In a must-win clash, Nepal were six down for 106, requiring 86 more runs from 20.5 overs after the dismissal of Kushal Bhurtel. Aarif then had a massive task to take his side home. His 62 runs partnership with Gulshan Jha for the seventh wicket and 25 runs stand with Sompal Kami for the eighth wicket was enough to win the match for the home side.
After Sompal’s winning boundary, Aarif showed his bat towards the dressing room and gestured, ‘Bat does the talk’. Sources have said that Aasif Sheikh (Aarif’s younger brother) argued with coach Manoj Prabhakar during the Kenya tour. And Aarif was also unsatisfied about that incident. Resulting the same incident, Aasif missed a couple of matches against Kenya. Also, Aarif was excluded from playing XI in Sunday’s first match against UAE.

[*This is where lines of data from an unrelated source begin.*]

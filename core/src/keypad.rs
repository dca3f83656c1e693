use crate::constants::KEY_COUNT;

/// # Keypad
/// The hexadecimal keypad as seen by the CPU; it only ever reads from it.
///
/// ```text
/// |1|2|3|C|
/// |4|5|6|D|
/// |7|8|9|E|
/// |A|0|B|F|
/// ```
pub trait Keypad {
    /// Whether `key` is held down. Values above `0xF` are never pressed.
    fn is_pressed(&self, key: u8) -> bool;

    /// Called on every step of a pending `Fx0A`.
    ///
    /// The first call of a wait starts listening and only presses made after that point count,
    /// so keys that were already down or pressed earlier never satisfy the wait.
    /// Returns the key once one arrives, which ends the wait.
    fn next_press(&mut self) -> Option<u8>;
}

/// Key state kept by a host: which keys are down plus, while `Fx0A` is waiting, the latest press.
#[derive(Debug, Clone, Default, PartialEq, Eq)]
pub struct Keys {
    pressed: [bool; KEY_COUNT],
    waiting: bool,
    latest: Option<u8>,
}

impl Keys {
    pub fn new() -> Self {
        Self::default()
    }

    /// Set the pressed status of `key`; keys outside the pad are ignored
    pub fn press(&mut self, key: u8) {
        if let Some(pressed) = self.pressed.get_mut(usize::from(key)) {
            *pressed = true;
            if self.waiting {
                self.latest = Some(key);
            }
        }
    }

    /// Unset the pressed status of `key`
    pub fn release(&mut self, key: u8) {
        if let Some(pressed) = self.pressed.get_mut(usize::from(key)) {
            *pressed = false;
        }
    }

    pub fn release_all(&mut self) {
        self.pressed = [false; KEY_COUNT];
    }
}

impl Keypad for Keys {
    fn is_pressed(&self, key: u8) -> bool {
        self.pressed.get(usize::from(key)).copied().unwrap_or(false)
    }

    fn next_press(&mut self) -> Option<u8> {
        if !self.waiting {
            self.waiting = true;
            self.latest = None;
            return None;
        }
        let key = self.latest.take();
        if key.is_some() {
            self.waiting = false;
        }
        key
    }
}

#[cfg(test)]
mod tests {
    use super::*;

    #[test]
    fn test_press_and_release() {
        let mut keys = Keys::new();
        keys.press(0xE);
        assert!(keys.is_pressed(0xE));
        assert!(!keys.is_pressed(0x1));
        keys.release(0xE);
        assert!(!keys.is_pressed(0xE));
    }

    #[test]
    fn test_out_of_range_keys() {
        let mut keys = Keys::new();
        keys.press(0x10);
        assert!(!keys.is_pressed(0x10));
        assert_eq!(keys.next_press(), None);
    }

    #[test]
    fn test_press_events_are_consumed_once() {
        let mut keys = Keys::new();
        assert_eq!(keys.next_press(), None);
        keys.press(0x3);
        keys.press(0x7);
        assert_eq!(keys.next_press(), Some(0x7));
        // the next wait starts over
        assert_eq!(keys.next_press(), None);
        assert_eq!(keys.next_press(), None);
        // still held
        assert!(keys.is_pressed(0x3));
    }

    #[test]
    fn test_presses_before_a_wait_are_ignored() {
        let mut keys = Keys::new();
        keys.press(0x4);
        keys.release(0x4);
        keys.press(0x2);
        assert_eq!(keys.next_press(), None);
        assert_eq!(keys.next_press(), None);
        keys.press(0x9);
        assert_eq!(keys.next_press(), Some(0x9));
    }
}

Aarif finished as the fourth-highest run-getter in the recently concluded PM Cup National One Day series with a healthy average of 78.33. Police’s middle order batter piled up 235 runs from just four innings with a top score of 91* runs against Tribhuwan Army.
Aarif seemed unhappy with the decision (dropping him from the XI), but he replied cheekily, saying, “It was management’s decision, and I was waiting for my chance”.
Here’s how Aarif Sheikh responded to Medias in a post-match talk:
Q. We’ve seen you bat in these ( tensed ) situations. You’ve won many matches as well but was this match bit different?
A. Yes, obviously different. There was a change in my batting position, But the role was the same. I believed one partnership could swing the momentum towards us, which happened between Gulshan and me.
Q. You were seen showing some gestures with the bat after the win. Was it any message?
A. It was, like, a message to myself. I always talk with my bat.
Q. You are continuously performing in domestic too. Were you sad after being excluded from the first match?
A. No, not sad. There’s a combination between Captain, Coach and Management. I was waiting for my chance.
Q. Was there any pressure on you to prove yourself and fix your spot in the team?
A. I think I’ve been playing Cricket for 6-7 years, and till I play, It is to prove myself every single day. So no pressure at all.
Q. Nepal were 106/6 when Gulshan arrived. What were you saying to him?
A. Just one partnership. I knew we could turn this around with one partnership. I talked about it with Bhurtel. But it was me and Gulshan who shared 60-65 odd runs, which was vital. We planned to play the merit of the balls and play with a straight bat.
Q. You are batting comfortably. Why do you think the batters ahead of you are struggling?
A. It may be a bad day. A couple of wickets were poor. But the wicket was not that tough.
Q. You have been batting in these situations (tensed after a collapse) for a long. Don’t you feel burdened about it?
A. Team has given me that role, and I’ve been working in the same role.
Q. You have also contributed with the bowl in the domestic and the national teams. Are you more into batting, or is it because of a lack of opportunity?
A. Wherever team management gives me a chance, either in batting or Bowling or in fielding, I will give my 100%.